Its hard to imagine how a person sleeps at night not knowing this information...or wondering how the child is doing. However, at this point, its highly suspicious that this woman won't agree to a DNA test for this child. Its a very simple, non-invasive test...there's really no reason not to consent. Its the child's right to know who her absentee father is.

Quote:
The judge won't likely cut the OP much slack if he is the dad, as he should've been paying c/s for years.
Regarding retroactive support...this case cite is interesting:
CanLII - 2011 ONCJ 599 (CanLII)
Quote:
3: LEGAL TEST

[7] The Supreme Court of Canada in D.B.S. v. S.R.G.; Laura Jean W. v. Tracy Alfred R.; Henry v. Henry; Hiemstra v. Hiemstra, 2006 SCC 37 (CanLII), [2006] 2 S.C.R. 231, 351 N.R. 201, 391 A.R. 297, 61 Alta. L.R. (4th) 1, 377 W.A.C. 297, [2006] 10 W.W.R. 379, 270 D.L.R. (4th) 297, 31 R.F.L. (6th) 1, [2006] S.C.J. No. 37, 2006 Cars­well­Alta 976, sets out factors to be considered in determining whether or not retroactive child support should be ordered:

1.
reasonable excuse for why support was not sought earlier;

2.
conduct of the payor parent;

3.
circumstances of the child; and

4.
hardship occasioned by a retroactive award.

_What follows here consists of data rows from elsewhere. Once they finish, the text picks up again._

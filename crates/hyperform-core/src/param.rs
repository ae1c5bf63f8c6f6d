//! Input parameters of an affordance.

use std::fmt;

use serde::{Deserialize, Serialize};
use serde_json::{Number, Value};

use crate::suggest::{RemoteSuggestions, Suggestion, value_to_string};

/// Where a parameter travels in the request.
#[derive(Debug, Clone, Copy, PartialEq, Eq, Hash, Serialize, Deserialize)]
#[serde(rename_all = "snake_case")]
pub enum ParamLocation {
    /// Path variable of the target URI.
    Path,
    /// Query string parameter.
    Query,
    /// Request header.
    Header,
    /// The whole request body.
    Body,
    /// One (possibly nested) property of the request body.
    BodyProperty,
}

impl fmt::Display for ParamLocation {
    fn fmt(&self, f: &mut fmt::Formatter<'_>) -> fmt::Result {
        let s = match self {
            Self::Path => "path",
            Self::Query => "query",
            Self::Header => "header",
            Self::Body => "body",
            Self::BodyProperty => "body property",
        };
        f.write_str(s)
    }
}

/// HTML input types.
#[derive(Debug, Clone, Copy, PartialEq, Eq, Hash, Default, Serialize, Deserialize)]
#[serde(rename_all = "kebab-case")]
pub enum InputType {
    /// `text`
    #[default]
    Text,
    /// `hidden`
    Hidden,
    /// `password`
    Password,
    /// `checkbox`
    Checkbox,
    /// `number`
    Number,
    /// `range`
    Range,
    /// `email`
    Email,
    /// `url`
    Url,
    /// `tel`
    Tel,
    /// `search`
    Search,
    /// `date`
    Date,
    /// `datetime-local`
    DatetimeLocal,
    /// `time`
    Time,
    /// `month`
    Month,
    /// `week`
    Week,
    /// `color`
    Color,
}

impl InputType {
    /// Value of the HTML `type` attribute.
    pub fn as_str(self) -> &'static str {
        match self {
            Self::Text => "text",
            Self::Hidden => "hidden",
            Self::Password => "password",
            Self::Checkbox => "checkbox",
            Self::Number => "number",
            Self::Range => "range",
            Self::Email => "email",
            Self::Url => "url",
            Self::Tel => "tel",
            Self::Search => "search",
            Self::Date => "date",
            Self::DatetimeLocal => "datetime-local",
            Self::Time => "time",
            Self::Month => "month",
            Self::Week => "week",
            Self::Color => "color",
        }
    }
}

impl fmt::Display for InputType {
    fn fmt(&self, f: &mut fmt::Formatter<'_>) -> fmt::Result {
        f.write_str(self.as_str())
    }
}

/// Per-field constraints, rendered as HTML validation attributes.
#[derive(Debug, Clone, Default, PartialEq, Eq, Serialize, Deserialize)]
#[serde(rename_all = "camelCase")]
pub struct InputConstraints {
    /// Minimum numeric value.
    #[serde(skip_serializing_if = "Option::is_none")]
    pub min: Option<Number>,
    /// Maximum numeric value.
    #[serde(skip_serializing_if = "Option::is_none")]
    pub max: Option<Number>,
    /// Step between numeric values.
    #[serde(skip_serializing_if = "Option::is_none")]
    pub step: Option<Number>,
    /// Minimum text length.
    #[serde(skip_serializing_if = "Option::is_none")]
    pub min_length: Option<u64>,
    /// Maximum text length.
    #[serde(skip_serializing_if = "Option::is_none")]
    pub max_length: Option<u64>,
    /// Regular expression the value must match.
    #[serde(skip_serializing_if = "Option::is_none")]
    pub pattern: Option<String>,
}

impl InputConstraints {
    /// No constraints.
    pub fn new() -> Self {
        Self::default()
    }

    /// Set the minimum.
    #[must_use]
    pub fn with_min(mut self, min: impl Into<Number>) -> Self {
        self.min = Some(min.into());
        self
    }

    /// Set the maximum.
    #[must_use]
    pub fn with_max(mut self, max: impl Into<Number>) -> Self {
        self.max = Some(max.into());
        self
    }

    /// Set the step.
    #[must_use]
    pub fn with_step(mut self, step: impl Into<Number>) -> Self {
        self.step = Some(step.into());
        self
    }

    /// Set the minimum length.
    #[must_use]
    pub fn with_min_length(mut self, len: u64) -> Self {
        self.min_length = Some(len);
        self
    }

    /// Set the maximum length.
    #[must_use]
    pub fn with_max_length(mut self, len: u64) -> Self {
        self.max_length = Some(len);
        self
    }

    /// Set the pattern.
    #[must_use]
    pub fn with_pattern(mut self, pattern: impl Into<String>) -> Self {
        self.pattern = Some(pattern.into());
        self
    }

    /// Whether any constraint is set.
    pub fn is_empty(&self) -> bool {
        *self == Self::default()
    }

    /// HTML attributes in fixed order: min, max, step, minlength, maxlength, pattern.
    pub fn attributes(&self) -> Vec<(&'static str, String)> {
        let mut attrs = Vec::new();
        if let Some(min) = &self.min {
            attrs.push(("min", min.to_string()));
        }
        if let Some(max) = &self.max {
            attrs.push(("max", max.to_string()));
        }
        if let Some(step) = &self.step {
            attrs.push(("step", step.to_string()));
        }
        if let Some(len) = self.min_length {
            attrs.push(("minlength", len.to_string()));
        }
        if let Some(len) = self.max_length {
            attrs.push(("maxlength", len.to_string()));
        }
        if let Some(pattern) = &self.pattern {
            attrs.push(("pattern", pattern.clone()));
        }
        attrs
    }
}

/// A single input of an affordance, with its current value and everything a
/// renderer needs to pick a widget.
///
/// Built once per request and never mutated afterwards.
#[derive(Debug, Clone, PartialEq)]
pub struct ActionInputParameter {
    name: String,
    location: ParamLocation,
    input_type: InputType,
    value: Option<Value>,
    read_only: bool,
    required: bool,
    collection: bool,
    suggestions: Vec<Suggestion>,
    remote: Option<RemoteSuggestions>,
    constraints: InputConstraints,
    description: Option<String>,
}

impl ActionInputParameter {
    /// Create a text parameter without value.
    pub fn new(name: impl Into<String>, location: ParamLocation) -> Self {
        Self {
            name: name.into(),
            location,
            input_type: InputType::Text,
            value: None,
            read_only: false,
            required: false,
            collection: false,
            suggestions: Vec::new(),
            remote: None,
            constraints: InputConstraints::default(),
            description: None,
        }
    }

    /// Set the input type.
    #[must_use]
    pub fn with_input_type(mut self, input_type: InputType) -> Self {
        self.input_type = input_type;
        self
    }

    /// Set the current value; `null` counts as no value.
    #[must_use]
    pub fn with_value(mut self, value: impl Into<Value>) -> Self {
        let value = value.into();
        self.value = (!value.is_null()).then_some(value);
        self
    }

    /// Mark as read-only.
    #[must_use]
    pub fn with_read_only(mut self, read_only: bool) -> Self {
        self.read_only = read_only;
        self
    }

    /// Mark as required.
    #[must_use]
    pub fn with_required(mut self, required: bool) -> Self {
        self.required = required;
        self
    }

    /// Mark as collection-valued.
    #[must_use]
    pub fn with_collection(mut self, collection: bool) -> Self {
        self.collection = collection;
        self
    }

    /// Set the inline suggestions.
    #[must_use]
    pub fn with_suggestions(mut self, suggestions: Vec<Suggestion>) -> Self {
        self.suggestions = suggestions;
        self
    }

    /// Set the remote suggestion source.
    #[must_use]
    pub fn with_remote_suggestions(mut self, remote: RemoteSuggestions) -> Self {
        self.remote = Some(remote);
        self
    }

    /// Set the constraints.
    #[must_use]
    pub fn with_constraints(mut self, constraints: InputConstraints) -> Self {
        self.constraints = constraints;
        self
    }

    /// Set the description.
    #[must_use]
    pub fn with_description(mut self, description: impl Into<String>) -> Self {
        self.description = Some(description.into());
        self
    }

    /// Name; nested body properties use dotted paths such as `workPerformed.name`.
    pub fn name(&self) -> &str {
        &self.name
    }

    /// Last segment of the dotted name.
    pub fn leaf_name(&self) -> &str {
        self.name.rsplit('.').next().unwrap_or(&self.name)
    }

    /// Location in the request.
    pub fn location(&self) -> ParamLocation {
        self.location
    }

    /// Input type.
    pub fn input_type(&self) -> InputType {
        self.input_type
    }

    /// Current value.
    pub fn value(&self) -> Option<&Value> {
        self.value.as_ref()
    }

    /// Current value as form text; empty when there is none.
    pub fn value_formatted(&self) -> String {
        self.value.as_ref().map(value_to_string).unwrap_or_default()
    }

    /// Current values of a collection parameter. A scalar value is a one
    /// element list.
    pub fn values(&self) -> Vec<&Value> {
        match &self.value {
            None => Vec::new(),
            Some(Value::Array(items)) => items.iter().collect(),
            Some(value) => vec![value],
        }
    }

    /// Whether the field is read-only.
    pub fn is_read_only(&self) -> bool {
        self.read_only
    }

    /// Whether the field is required.
    pub fn is_required(&self) -> bool {
        self.required
    }

    /// Whether the field holds several values.
    pub fn is_collection(&self) -> bool {
        self.collection
    }

    /// Whether this parameter stands for the whole request body.
    pub fn is_request_body(&self) -> bool {
        self.location == ParamLocation::Body
    }

    /// Inline suggestions; when non-empty a selection widget must be used.
    pub fn suggestions(&self) -> &[Suggestion] {
        &self.suggestions
    }

    /// Whether the parameter has inline suggestions.
    pub fn has_suggestions(&self) -> bool {
        !self.suggestions.is_empty()
    }

    /// Remote suggestion source.
    pub fn remote_suggestions(&self) -> Option<&RemoteSuggestions> {
        self.remote.as_ref()
    }

    /// Constraints.
    pub fn constraints(&self) -> &InputConstraints {
        &self.constraints
    }

    /// Description.
    pub fn description(&self) -> Option<&str> {
        self.description.as_deref()
    }
}

#[cfg(test)]
mod tests {
    use super::*;
    use pretty_assertions::assert_eq;
    use serde_json::json;

    #[test]
    fn test_input_type_names() {
        assert_eq!(InputType::DatetimeLocal.to_string(), "datetime-local");
        assert_eq!(
            serde_json::to_string(&InputType::DatetimeLocal).unwrap(),
            "\"datetime-local\""
        );
        assert_eq!(InputType::Checkbox.as_str(), "checkbox");
    }

    #[test]
    fn test_constraint_attribute_order() {
        let constraints = InputConstraints::new()
            .with_pattern("[a-z]+")
            .with_max(10)
            .with_min(1)
            .with_max_length(20);
        assert_eq!(
            constraints.attributes(),
            vec![
                ("min", "1".to_string()),
                ("max", "10".to_string()),
                ("maxlength", "20".to_string()),
                ("pattern", "[a-z]+".to_string()),
            ]
        );
        assert!(InputConstraints::new().is_empty());
    }

    #[test]
    fn test_value_formatting() {
        let p = ActionInputParameter::new("age", ParamLocation::Query).with_value(json!(42));
        assert_eq!(p.value_formatted(), "42");

        let p = ActionInputParameter::new("name", ParamLocation::Query).with_value("Ann");
        assert_eq!(p.value_formatted(), "Ann");

        let p = ActionInputParameter::new("name", ParamLocation::Query).with_value(Value::Null);
        assert_eq!(p.value(), None);
        assert_eq!(p.value_formatted(), "");
    }

    #[test]
    fn test_values_of_collection() {
        let p = ActionInputParameter::new("tags", ParamLocation::BodyProperty)
            .with_collection(true)
            .with_value(json!(["a", "b"]));
        assert_eq!(p.values(), vec![&json!("a"), &json!("b")]);

        let single = ActionInputParameter::new("tags", ParamLocation::Query).with_value("a");
        assert_eq!(single.values(), vec![&json!("a")]);
    }

    #[test]
    fn test_leaf_name() {
        let p = ActionInputParameter::new("workPerformed.name", ParamLocation::BodyProperty);
        assert_eq!(p.leaf_name(), "name");
        assert_eq!(ParamLocation::BodyProperty.to_string(), "body property");
    }
}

[8] If it is determined that retroactive child support ought to be awarded, the next question is the amount of the award that included a determination of the date of retroactivity. The Supreme Court has adopted the date of effective notice as a general rule, up to three years in the past. An exception to this general rule can be the payor’s blameworthy conduct.
4: ANALYSIS

[9] I find there is no reasonable excuse for why support was not sought earlier. The applicant mother offers no explanation why she took no steps to locate the respondent for 10 years, other than to ask friends about his whereabouts.
[10] I find that the conduct of the respondent father is blameworthy. He knew he had a daughter and he gave her no financial support whatsoever until the court proceeding began when the child was 16 years old.
[11] Very little evidence was provided regarding the circumstances of the child.
[12] Very little evidence was provided regarding what hardship would result for the respondent father from a retroactive award, other than the respondent father’s submission that he has another child to support.
[13] Although the court provides that a support payor’s blameworthy conduct can be reason to go back farther than three years in the past, I find that in this case it is offset by the support recipient’s failure to make any real effort to locate the support payor and to seek child support. Thus, I am guided by the date of effective notice as the starting date for retroactive child support. The precise date of effective notice was not provided, just sometime in the fall of 2008. Thus, I will use 1 January 2009 as the starting date.
[14] The respondent father’s income in 2009 was $33,376 and thus he owes $309 per month for 2009 (12 months); his income in 2010 was $36,604 and thus he owes $338 per month for 2010 (12 months) and for five months in 2011 until the ongoing child support commenced on 1 June 2011. The total of retroactive child support owed is $9,454.

Last edited by Pursuinghappiness; 12-04-2014 at 06:32 PM.